Simon Cowell's Bugatti Veyron sold for $,375,000
Music and television star Simon Cowell sold his Bugatti Veyron for $1.375.  However the real star of the entire auction was the world’s record breaking 1967 Corvette L88 that recognized collector and automobile host and commentator Bob Varsha called “the American equivalent of the Ferrari 250 GTO,”  the world’s most desired collector car.

From the first days it was evident that enthusiasts came out in force to spend their money at Barrett-Jackson’s annual Scottsdale auction extravaganza.  In addition to the increased attendance,  the opening days saw significantly larger bids than prior years when the first days were known for entry level “bargain” cars.   That changed this year, though there were still some bargains to be had for astute buyers on Tuesday and Wednesday the top five sellers for the two opening days ranged from $75K to $200K, not necessarily “bargain” territory.

The first two days sales topped $14M for 429 lots with a 25% increase in attendance.  And for the first time ever the first two days of the auction had cars that were sold for over $100K.

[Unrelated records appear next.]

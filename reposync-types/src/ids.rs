//! Identifier types.
//!
//! Workspace ids are derived from the `(owner, repo, branch, path)` tuple so
//! the same location always maps to the same id across restarts. Edit ids use
//! UUID v7 for natural time ordering.

use serde::{Deserialize, Serialize};
use sha2::{Digest, Sha256};
use std::fmt;
use std::str::FromStr;
use uuid::Uuid;

use crate::Error;

/// Length in hex characters of a workspace id.
const WORKSPACE_ID_LEN: usize = 32;

/// Stable identifier of a workspace.
#[derive(Debug, Clone, PartialEq, Eq, Hash, PartialOrd, Ord, Serialize, Deserialize)]
#[serde(transparent)]
pub struct WorkspaceId(String);

impl WorkspaceId {
    /// Derives the id for a repository location.
    ///
    /// Leading and trailing slashes of `path` are ignored, so `"docs/"` and
    /// `"/docs"` name the same workspace.
    #[must_use]
    pub fn derive(owner: &str, repo: &str, branch: &str, path: &str) -> Self {
        let path = path.trim_matches('/');
        let mut hasher = Sha256::new();
        hasher.update(format!("{owner}/{repo}@{branch}:{path}").as_bytes());
        let digest = hex::encode(hasher.finalize());
        Self(digest[..WORKSPACE_ID_LEN].to_string())
    }

    /// Returns the id as a string slice.
    #[must_use]
    pub fn as_str(&self) -> &str {
        &self.0
    }

    /// Parses a workspace id, checking its shape.
    pub fn parse(s: &str) -> Result<Self, Error> {
        if s.len() == WORKSPACE_ID_LEN && s.bytes().all(|b| b.is_ascii_hexdigit()) {
            Ok(Self(s.to_ascii_lowercase()))
        } else {
            Err(Error::InvalidWorkspaceId(s.to_string()))
        }
    }
}

impl fmt::Display for WorkspaceId {
    fn fmt(&self, f: &mut fmt::Formatter<'_>) -> fmt::Result {
        f.write_str(&self.0)
    }
}

impl FromStr for WorkspaceId {
    type Err = Error;

    fn from_str(s: &str) -> Result<Self, Self::Err> {
        Self::parse(s)
    }
}

/// Unique identifier for a pending edit.
#[derive(Debug, Clone, Copy, PartialEq, Eq, Hash, Serialize, Deserialize)]
#[serde(transparent)]
pub struct EditId(Uuid);

impl EditId {
    /// Creates a new edit ID with the current timestamp.
    #[must_use]
    pub fn new() -> Self {
        Self(Uuid::now_v7())
    }

    /// Creates an edit ID from an existing UUID.
    #[must_use]
    pub const fn from_uuid(uuid: Uuid) -> Self {
        Self(uuid)
    }

    /// Returns the underlying UUID.
    #[must_use]
    pub const fn as_uuid(&self) -> Uuid {
        self.0
    }

    /// Parses an edit ID from a string.
    pub fn parse(s: &str) -> Result<Self, uuid::Error> {
        Ok(Self(Uuid::parse_str(s)?))
    }
}

impl Default for EditId {
    fn default() -> Self {
        Self::new()
    }
}

impl fmt::Display for EditId {
    fn fmt(&self, f: &mut fmt::Formatter<'_>) -> fmt::Result {
        write!(f, "{}", self.0)
    }
}

impl FromStr for EditId {
    type Err = uuid::Error;

    fn from_str(s: &str) -> Result<Self, Self::Err> {
        Ok(Self(Uuid::parse_str(s)?))
    }
}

Thursday, normally a transitional day bridging the bargain first days’ offerings with the much more expensive collector cars offered on Friday and Saturday, turned out to be a preview of what was to come during the peak days.  Thursday’s attendance jumped to 30% and sales topped $12M with the top seller being a 1955 Ford F100 pick-up truck which sold for $220K. All of the top ten lots hammered down for over $100K. 

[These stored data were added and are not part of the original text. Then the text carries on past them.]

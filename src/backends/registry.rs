//! Secret backend registry
//!
//! Binds URL schemes to backends and routes keys to them. Keys without `://`
//! are literal values and never reach a backend.

use super::backend::{FetchOptions, SecretBackend, DEFAULT_HOST};
use super::direct::DirectSecretBackend;
use super::env::EnvSecretBackend;
use super::file::FileSecretBackend;
use super::http::HttpSecretBackend;
use crate::config::BackendsConfig;
use crate::errors::{Error, Result};
use crate::observability::component_span;
use std::borrow::Cow;
use std::collections::HashMap;
use std::sync::Arc;
use tokio::sync::RwLock;
use tracing::{debug, info, trace, Instrument};
use url::Url;

/// Separator that marks a key as a URL rather than a literal value
const URL_MARKER: &str = "://";

/// Whether any `%` in the key is not followed by two hex digits
fn has_malformed_escape(key: &str) -> bool {
    let bytes = key.as_bytes();
    bytes.iter().enumerate().any(|(i, &b)| {
        b == b'%'
            && !matches!(
                bytes.get(i + 1..i + 3),
                Some([hi, lo]) if hi.is_ascii_hexdigit() && lo.is_ascii_hexdigit()
            )
    })
}

/// Fill the host of `scheme://user:pass@/path` so the URL parser accepts it
///
/// Credentials cannot be attached to an empty host, so the authority gets
/// [`DEFAULT_HOST`], which backends read as "no host given".
fn with_default_host(key: &str) -> Cow<'_, str> {
    let Some(marker) = key.find(URL_MARKER) else {
        return Cow::Borrowed(key);
    };
    let start = marker + URL_MARKER.len();
    let rest = &key[start..];
    let end = rest.find(['/', '?', '#']).unwrap_or(rest.len());

    let authority = &rest[..end];
    if authority.len() > 1 && authority.ends_with('@') {
        Cow::Owned(format!("{}{}{}", &key[..start + end], DEFAULT_HOST, &rest[end..]))
    } else {
        Cow::Borrowed(key)
    }
}

/// Parse a key already known to be a URL
fn parse_key(key: &str) -> Result<Url> {
    if has_malformed_escape(key) {
        return Err(Error::UrlInvalid);
    }

    let url = Url::parse(&with_default_host(key)).map_err(|_| Error::UrlInvalid)?;
    if url.scheme().is_empty() {
        return Err(Error::UrlInvalid);
    }
    Ok(url)
}

/// Registry of secret backends keyed by URL scheme
///
/// Each scheme is bound at most once; the first registration wins and later
/// conflicting registrations are rejected whole.
pub struct SecretBackendRegistry {
    backends: RwLock<HashMap<String, Arc<dyn SecretBackend>>>,
    span: tracing::Span,
}

impl std::fmt::Debug for SecretBackendRegistry {
    fn fmt(&self, f: &mut std::fmt::Formatter<'_>) -> std::fmt::Result {
        let schemes = self
            .backends
            .try_read()
            .map(|b| b.keys().cloned().collect::<Vec<_>>())
            .unwrap_or_default();
        f.debug_struct("SecretBackendRegistry").field("schemes", &schemes).finish()
    }
}

impl Default for SecretBackendRegistry {
    fn default() -> Self {
        Self::new(component_span("registry", "standard"))
    }
}

impl SecretBackendRegistry {
    /// Create a new registry with no backends
    pub fn new(span: tracing::Span) -> Self {
        Self { backends: RwLock::new(HashMap::new()), span }
    }

    /// Build a registry with every backend enabled in configuration
    pub async fn from_config(config: &BackendsConfig) -> Result<Self> {
        let registry = Self::default();

        if config.file.enabled {
            registry
                .register(Arc::new(FileSecretBackend::new(component_span("backend", "file"))))
                .await?;
        }

        if config.direct.enabled {
            registry
                .register(Arc::new(DirectSecretBackend::new(component_span("backend", "direct"))))
                .await?;
        }

        if config.env.enabled {
            registry
                .register(Arc::new(EnvSecretBackend::new(
                    &config.env,
                    component_span("backend", "env"),
                )))
                .await?;
        }

        if config.http.enabled {
            let http =
                HttpSecretBackend::from_config(&config.http, component_span("backend", "http"))?;
            registry.register(Arc::new(http)).await?;
        }

        if config.aws.enabled {
            #[cfg(feature = "aws")]
            {
                use super::aws::AwsSecretBackend;
                let aws = AwsSecretBackend::new(&config.aws, component_span("backend", "asm"));
                registry.register(Arc::new(aws)).await?;
            }
            #[cfg(not(feature = "aws"))]
            return Err(Error::config(
                "AWS Secrets Manager backend is enabled but steward was built without the 'aws' feature",
            ));
        }

        if config.gcp.enabled {
            #[cfg(feature = "gcp")]
            {
                use super::gcp::GcpSecretBackend;
                let gcp = GcpSecretBackend::new(&config.gcp, component_span("backend", "gsm"));
                registry.register(Arc::new(gcp)).await?;
            }
            #[cfg(not(feature = "gcp"))]
            return Err(Error::config(
                "GCP Secret Manager backend is enabled but steward was built without the 'gcp' feature",
            ));
        }

        Ok(registry)
    }

    /// Register a secret backend for every scheme it supports
    ///
    /// Fails with [`Error::SchemeAlreadyRegistered`] if any of its schemes is
    /// already bound, in which case none of them are bound.
    pub async fn register(&self, backend: Arc<dyn SecretBackend>) -> Result<()> {
        let schemes = backend.supported_schemes();
        let mut backends = self.backends.write().await;

        if let Some(taken) = schemes.iter().find(|s| backends.contains_key(s.as_str())) {
            debug!(
                parent: &self.span,
                backend = backend.name(),
                scheme = %taken,
                "Scheme already registered"
            );
            return Err(Error::SchemeAlreadyRegistered { scheme: taken.clone() });
        }

        for scheme in &schemes {
            backends.insert(scheme.clone(), Arc::clone(&backend));
        }

        info!(
            parent: &self.span,
            backend = backend.name(),
            schemes = ?schemes,
            "Registered secret backend"
        );
        Ok(())
    }

    /// Check if a scheme is bound
    pub async fn has_scheme(&self, scheme: &str) -> bool {
        self.backends.read().await.contains_key(scheme)
    }

    /// Get the bound schemes, sorted
    pub async fn registered_schemes(&self) -> Vec<String> {
        let mut schemes: Vec<String> = self.backends.read().await.keys().cloned().collect();
        schemes.sort();
        schemes
    }

    /// Resolve a key to its payload
    pub async fn fetch(&self, key: &str) -> Result<Vec<u8>> {
        self.fetch_with(key, &FetchOptions::default()).await
    }

    /// Resolve a key to its payload, passing request options to the backend
    ///
    /// Errors from the backend are returned as-is so callers can match the
    /// sentinel variants directly.
    pub async fn fetch_with(&self, key: &str, options: &FetchOptions) -> Result<Vec<u8>> {
        // Empty keys never resolve.
        if key.is_empty() {
            return Err(Error::NotFound);
        }

        if !key.contains(URL_MARKER) {
            return Ok(key.as_bytes().to_vec());
        }

        let url = parse_key(key)?;

        let backend = self.backends.read().await.get(url.scheme()).cloned();
        let Some(backend) = backend else {
            trace!(parent: &self.span, scheme = url.scheme(), "No backend for scheme");
            return Err(Error::SchemeUnknown);
        };

        trace!(
            parent: &self.span,
            scheme = url.scheme(),
            backend = backend.name(),
            "Dispatching fetch"
        );
        backend.fetch(&url, options).instrument(self.span.clone()).await
    }
}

The momentum from the first half of the week continued Friday and Saturday.  Barrett-Jackson’s on line web site crashed early Friday due to the huge number of users trying to access the site and didn’t get back up and running until Saturday afternoon; but it didn’t seem to impede bidding.  Attendance was still up almost 30% and sales continued to be strong. 
2013 COPO Camaro $700K for Achilles Team

On Friday two charity cars were sold raising over a $1M.  The first was a 2014 Chevrolet Camaro COPO, lot 3011, which hammered for $700K with all proceeds to benefit Achilles Freedom Team of Wounded Veterans.  The second was a1956 Ford F-100 Custom Shelby truck that sold for $450K to benefit the Children’s Hospital of Saskatchewan Foundation.  Barrett-Jackson traditionally has raised millions for charity and 2014 achieved new highs; partnering with other corporations Barrett-Jackson raised over $5M for charity throughout the eight day event which kicked off on Sunday with an opening night charity Gala .  This year several thousand joined the celebration with entertainment provided by rock legend Bret Michaels.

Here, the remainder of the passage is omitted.